Everything that happens is followed by something else which depends on it by causal necessity. Likewise, everything that happens is preceded by something with which it is causally connected. For nothing exists or has come into being in the cosmos without a cause. The universe will be disrupted and disintegrate into pieces and cease to be a unity functioning as a single system, if any uncaused movement is introduced into it.

It is important to stress that there is nothing random or undetermined (it involves no quantum indeterminacy) about this mathematical chaos theory. Although it exhibits behaviors that resemble some phenomena in the real world, they are metaphors for behaviors, not physical explanations.

In addition, chaos should not be confused with unpredictability, just as determinism should not be confused with predictability. The fundamental importance of chaos theory is its application to systems that are extremely sensitive to initial conditions. Chaotic systems are deterministic, but not predictable. Their unpredictability does not mean that they are random or indeterministic, as many philosophers and a few scientists who dislike quantum mechanics have mistakenly believed (e.g., Ilya Prigogine.

Some philosophers appear to believe that chaos theory can provide all the randomness need to prevent free will from being deterministic (e.g., Daniel Dennett). Some think that non-linear chaotic behavior disproves the determinism of Laplace's super-intelligent demon. Laplace probably knew that the information required by the demon was unobtainable. Isaac Newton certainly knew that his observations could not confirm his theory to arbitrary accuracy needed to prove perfect determinism.

Ludwig Boltzmann, his admirer and contemporary Franz Exner, and Exner's student Erwin Schrödinger often pointed out that deterministic theories go beyond the available evidence. Popularization of physical theories has often confused not just the public, but even philosophers of science.

On the three hundredth anniversary of Newton’s Principia, Sir James Lighthill gave a lecture to the Royal Society, lamenting the confusion between Newton's classical mechanical determinism and the apparent claim of perfect predictability:

”We are all deeply conscious today that the enthusiasm of our forebears for the marvellous achievements of Newtonian mechanics led them to make generalizations in this area of predictability which, indeed, we may have generally tended to believe before 1960, but which we now recognize were false. We collectively wish to apologize for having misled the general educated public by spreading ideas about determinism of systems satisfying Newton’s laws of motion that, after 1960, were to be proved incorrect...”

(J. Lighthill, Proc. Roy. Soc. (London) A 407, 35 (1986))

Sensitivity to initial conditions was in fact known long before modern chaos theory and complexity theory. James Clerk Maxwell noted in the 1860's that even if two molecules were adjacent to one another in a hydrodynamic flow, they might find themselves in random places in the container after relatively short mixing times. He wrote:

When the state of things is such that an infinitely small variation of the present state will alter only by an infinitely small quantity the state at some future time, the condition of the system, whether at rest or in motion, is said to be stable; but when an infinitely small variation in the present state may bring about a finite difference in the state of the system in a finite time, the condition of the system is said to be unstable.

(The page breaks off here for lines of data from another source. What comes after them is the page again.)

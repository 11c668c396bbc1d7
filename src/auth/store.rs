//! Key-value storage with per-entry expiry.
//!
//! # Responsibilities
//! - Abstract the session backing store behind one async trait
//! - Provide an in-process implementation for single-node deployments and tests
//!
//! # Design Decisions
//! - The store knows nothing about sessions or routing; values are opaque strings
//! - Expired entries are treated as absent on read and reclaimed lazily, with
//!   a periodic purge for keys that are never read again

use std::sync::Arc;
use std::time::{Duration, Instant};

use async_trait::async_trait;
use dashmap::DashMap;
use thiserror::Error;
use tokio::sync::broadcast;
use tokio::task::JoinHandle;
use tokio::time;

#[derive(Debug, Error)]
pub enum StoreError {
    #[error("redis: {0}")]
    Redis(#[from] redis::RedisError),

    #[error("serialization: {0}")]
    Serialization(#[from] serde_json::Error),
}

/// Async key-value store with TTL semantics.
#[async_trait]
pub trait SessionStore: Send + Sync {
    /// Write `value` under `key`, expiring after `ttl`.
    async fn put(&self, key: &str, value: String, ttl: Duration) -> Result<(), StoreError>;

    /// Read a live value.
    async fn get(&self, key: &str) -> Result<Option<String>, StoreError>;

    /// Reset the expiry of an existing key. Returns false if the key is absent.
    async fn expire(&self, key: &str, ttl: Duration) -> Result<bool, StoreError>;

    /// Overwrite `key` only while it is still live. Returns false, writing
    /// nothing, if the key is absent.
    async fn replace(&self, key: &str, value: String, ttl: Duration) -> Result<bool, StoreError>;

    /// Remove a key. Absent keys are not an error.
    async fn delete(&self, key: &str) -> Result<(), StoreError>;

    /// All live keys starting with `prefix`.
    async fn keys_with_prefix(&self, prefix: &str) -> Result<Vec<String>, StoreError>;

    /// Remaining lifetime of a live key.
    async fn ttl(&self, key: &str) -> Result<Option<Duration>, StoreError>;

    /// Reclaim expired entries. Backends with native expiry have nothing to do.
    async fn purge_expired(&self) -> Result<usize, StoreError> {
        Ok(0)
    }
}

/// Run `purge_expired` every `interval` until `shutdown` fires.
pub fn spawn_purger(
    store: Arc<dyn SessionStore>,
    interval: Duration,
    mut shutdown: broadcast::Receiver<()>,
) -> JoinHandle<()> {
    tokio::spawn(async move {
        let mut ticker = time::interval(interval);
        ticker.tick().await;
        loop {
            tokio::select! {
                _ = ticker.tick() => {
                    match store.purge_expired().await {
                        Ok(0) => {}
                        Ok(removed) => tracing::debug!(removed, "Purged expired session entries"),
                        Err(e) => tracing::warn!(error = %e, "Session store purge failed"),
                    }
                }
                _ = shutdown.recv() => {
                    tracing::info!("Session store purger received shutdown signal, exiting loop");
                    break;
                }
            }
        }
    })
}

#[derive(Debug, Clone)]
struct Entry {
    value: String,
    expires_at: Instant,
}

impl Entry {
    fn is_live(&self, now: Instant) -> bool {
        self.expires_at > now
    }
}

/// Process-local store backed by a concurrent map.
#[derive(Debug, Default)]
pub struct MemoryStore {
    entries: DashMap<String, Entry>,
}

impl MemoryStore {
    pub fn new() -> Self {
        Self::default()
    }

    pub fn len(&self) -> usize {
        self.entries.len()
    }

    pub fn is_empty(&self) -> bool {
        self.entries.is_empty()
    }
}

#[async_trait]
impl SessionStore for MemoryStore {
    async fn put(&self, key: &str, value: String, ttl: Duration) -> Result<(), StoreError> {
        self.entries.insert(
            key.to_string(),
            Entry {
                value,
                expires_at: Instant::now() + ttl,
            },
        );
        Ok(())
    }

    async fn get(&self, key: &str) -> Result<Option<String>, StoreError> {
        let now = Instant::now();
        let value = match self.entries.get(key) {
            Some(entry) if entry.is_live(now) => return Ok(Some(entry.value.clone())),
            Some(_) => None,
            None => return Ok(None),
        };
        // guard released above; safe to remove
        self.entries.remove_if(key, |_, entry| !entry.is_live(now));
        Ok(value)
    }

    async fn expire(&self, key: &str, ttl: Duration) -> Result<bool, StoreError> {
        let now = Instant::now();
        match self.entries.get_mut(key) {
            Some(mut entry) if entry.is_live(now) => {
                entry.expires_at = now + ttl;
                Ok(true)
            }
            _ => Ok(false),
        }
    }

    async fn replace(&self, key: &str, value: String, ttl: Duration) -> Result<bool, StoreError> {
        let now = Instant::now();
        match self.entries.get_mut(key) {
            Some(mut entry) if entry.is_live(now) => {
                entry.value = value;
                entry.expires_at = now + ttl;
                Ok(true)
            }
            _ => Ok(false),
        }
    }

    async fn delete(&self, key: &str) -> Result<(), StoreError> {
        self.entries.remove(key);
        Ok(())
    }

    async fn keys_with_prefix(&self, prefix: &str) -> Result<Vec<String>, StoreError> {
        let now = Instant::now();
        Ok(self
            .entries
            .iter()
            .filter(|e| e.key().starts_with(prefix) && e.value().is_live(now))
            .map(|e| e.key().clone())
            .collect())
    }

    async fn ttl(&self, key: &str) -> Result<Option<Duration>, StoreError> {
        let now = Instant::now();
        Ok(self
            .entries
            .get(key)
            .filter(|entry| entry.is_live(now))
            .map(|entry| entry.expires_at - now))
    }

    async fn purge_expired(&self) -> Result<usize, StoreError> {
        let now = Instant::now();
        let before = self.entries.len();
        self.entries.retain(|_, entry| entry.is_live(now));
        Ok(before.saturating_sub(self.entries.len()))
    }
}
use anyhow::Result;
use rusqlite::Connection;
use std::path::Path;

use crate::error::StorageError;
use crate::models::{PatternTable, Role};

pub mod queries;
pub mod schema;

pub const PATTERNS_KEY: &str = "mind_patterns";
pub const ROLE_KEY: &str = "mind_role";

pub fn init_database(db_path: &Path) -> Result<Connection> {
    if let Some(parent) = db_path.parent() {
        std::fs::create_dir_all(parent)?;
    }
    let conn = Connection::open(db_path)?;

    conn.pragma_update(None, "journal_mode", &"WAL")?;
    conn.pragma_update(None, "synchronous", &"NORMAL")?;

    schema::create_tables(&conn)?;

    Ok(conn)
}

/// Agent-side durable key/value storage.
pub struct LocalStorage {
    conn: Connection,
}

impl LocalStorage {
    pub fn open(db_path: &Path) -> Result<Self> {
        Ok(Self {
            conn: init_database(db_path)?,
        })
    }

    pub fn in_memory() -> Result<Self> {
        let conn = Connection::open_in_memory()?;
        schema::create_tables(&conn)?;
        Ok(Self { conn })
    }

    /// A missing key loads as an empty table.
    pub fn load_patterns(&self) -> Result<PatternTable, StorageError> {
        match queries::get_item(&self.conn, PATTERNS_KEY)? {
            Some(raw) => Ok(serde_json::from_str(&raw)?),
            None => Ok(PatternTable::new()),
        }
    }

    pub fn save_patterns(&self, patterns: &PatternTable) -> Result<(), StorageError> {
        let raw = serde_json::to_string(patterns)?;
        queries::set_item(&self.conn, PATTERNS_KEY, &raw)?;
        Ok(())
    }

    pub fn clear_patterns(&self) -> Result<bool, StorageError> {
        Ok(queries::remove_item(&self.conn, PATTERNS_KEY)?)
    }

    pub fn load_role(&self) -> Result<Option<Role>, StorageError> {
        let raw = queries::get_item(&self.conn, ROLE_KEY)?;
        Ok(raw.and_then(|r| match r.parse::<Role>() {
            Ok(role) => Some(role),
            Err(e) => {
                log::warn!("[Storage] Ignoring stored role: {}", e);
                None
            }
        }))
    }

    pub fn save_role(&self, role: Role) -> Result<(), StorageError> {
        queries::set_item(&self.conn, ROLE_KEY, role.as_str())?;
        Ok(())
    }

    pub fn connection(&self) -> &Connection {
        &self.conn
    }
}

#[cfg(test)]
mod tests {
    use super::*;
    use crate::models::PatternEntry;

    #[test]
    fn patterns_survive_a_reload() {
        let storage = LocalStorage::in_memory().unwrap();
        assert!(storage.load_patterns().unwrap().is_empty());

        let mut table = PatternTable::new();
        table.insert("touch_9", PatternEntry { count: 2, occurrences: vec![1, 2] });
        storage.save_patterns(&table).unwrap();

        assert_eq!(storage.load_patterns().unwrap(), table);
    }

    #[test]
    fn role_round_trips_and_bad_values_are_ignored() {
        let storage = LocalStorage::in_memory().unwrap();
        assert_eq!(storage.load_role().unwrap(), None);

        storage.save_role(Role::Receiver).unwrap();
        assert_eq!(storage.load_role().unwrap(), Some(Role::Receiver));

        queries::set_item(storage.connection(), ROLE_KEY, "wanderer").unwrap();
        assert_eq!(storage.load_role().unwrap(), None);
    }

    #[test]
    fn corrupt_patterns_surface_a_decode_error() {
        let storage = LocalStorage::in_memory().unwrap();
        queries::set_item(storage.connection(), PATTERNS_KEY, "{not json").unwrap();
        assert!(matches!(storage.load_patterns(), Err(StorageError::Decode(_))));
    }
}
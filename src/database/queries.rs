use rusqlite::{Connection, OptionalExtension};

pub fn get_item(conn: &Connection, key: &str) -> rusqlite::Result<Option<String>> {
    conn.query_row(
        "SELECT value FROM local_storage WHERE key = ?1",
        [key],
        |row| row.get(0),
    )
    .optional()
}

pub fn set_item(conn: &Connection, key: &str, value: &str) -> rusqlite::Result<()> {
    conn.execute(
        "INSERT INTO local_storage (key, value, updated_at)
         VALUES (?1, ?2, ?3)
         ON CONFLICT(key) DO UPDATE SET value = excluded.value, updated_at = excluded.updated_at",
        rusqlite::params![key, value, chrono::Utc::now().timestamp()],
    )?;
    Ok(())
}

pub fn remove_item(conn: &Connection, key: &str) -> rusqlite::Result<bool> {
    let removed = conn.execute("DELETE FROM local_storage WHERE key = ?1", [key])?;
    Ok(removed > 0)
}

#[cfg(test)]
mod tests {
    use super::*;
    use crate::database::schema;

    fn conn() -> Connection {
        let conn = Connection::open_in_memory().unwrap();
        schema::create_tables(&conn).unwrap();
        conn
    }

    #[test]
    fn set_overwrites_previous_value() {
        let conn = conn();
        set_item(&conn, "k", "one").unwrap();
        set_item(&conn, "k", "two").unwrap();
        assert_eq!(get_item(&conn, "k").unwrap().as_deref(), Some("two"));
    }

    #[test]
    fn remove_reports_whether_anything_was_deleted() {
        let conn = conn();
        set_item(&conn, "k", "v").unwrap();
        assert!(remove_item(&conn, "k").unwrap());
        assert!(!remove_item(&conn, "k").unwrap());
        assert_eq!(get_item(&conn, "k").unwrap(), None);
    }
}
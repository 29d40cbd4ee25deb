pub mod void_api;
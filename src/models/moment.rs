use serde::{Deserialize, Serialize};

/// Ambient conditions captured alongside every moment.
#[derive(Debug, Clone, Serialize, Deserialize, PartialEq)]
pub struct MomentContext {
    #[serde(default)]
    pub time: String,
    #[serde(default = "unknown_battery")]
    pub battery: String,
    #[serde(default)]
    pub online: bool,
}

impl Default for MomentContext {
    fn default() -> Self {
        Self {
            time: String::new(),
            battery: unknown_battery(),
            online: false,
        }
    }
}

fn unknown_battery() -> String {
    "unknown".to_string()
}

/// One observed interaction. Never mutated after creation.
#[derive(Debug, Clone, Serialize, Deserialize, PartialEq, Default)]
pub struct Moment {
    #[serde(rename = "type", default)]
    pub kind: String,
    #[serde(default)]
    pub timestamp: i64,
    #[serde(default)]
    pub data: String,
    #[serde(default)]
    pub context: MomentContext,
}

impl Moment {
    pub fn new(kind: impl Into<String>, timestamp: i64, data: String, context: MomentContext) -> Self {
        Self {
            kind: kind.into(),
            timestamp,
            data,
            context,
        }
    }
}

(Essay on Science and Free Will, 1873)

The real world is only approximately classical mechanical (obeying Newton's dynamical laws at all scales). At the small scales of atomic and molecular physics, the world is quantum mechanical. There is nothing corresponding to deterministic chaos in quantum physics. Deterministic chaos requires continuous motion to produce mathematical singularities and exponential non-linearity. Despite unpredictable and spontaneous "quantum jumps," the discrete states of the quantum world are more regular and stable than their classical analogues. Indeed, the long-term stability of quantum structures in their "ground states" is astonishing, as is the complete indistinguishability of elementary particles, which gives rise to extremely non-intuitive statistics. Finally, the long-term stability of quantum cooperative phenomena is evident in the ability of biological macromolecules to maintain (by error detection and correction) their information content.

The desire to describe randomness and chance in the world with deterministic chaos resembles the view of Adolphe Quételet and Henry Thomas Buckle that statistical regularities in various physical and social phenomena are evidence of an underlying determinism. Is the motivation similar to that which seeks an intelligent designer behind biological evolution? It seems that the "antipathy to chance" observed by William James at the end of the nineteenth century is alive and well in the twenty-first.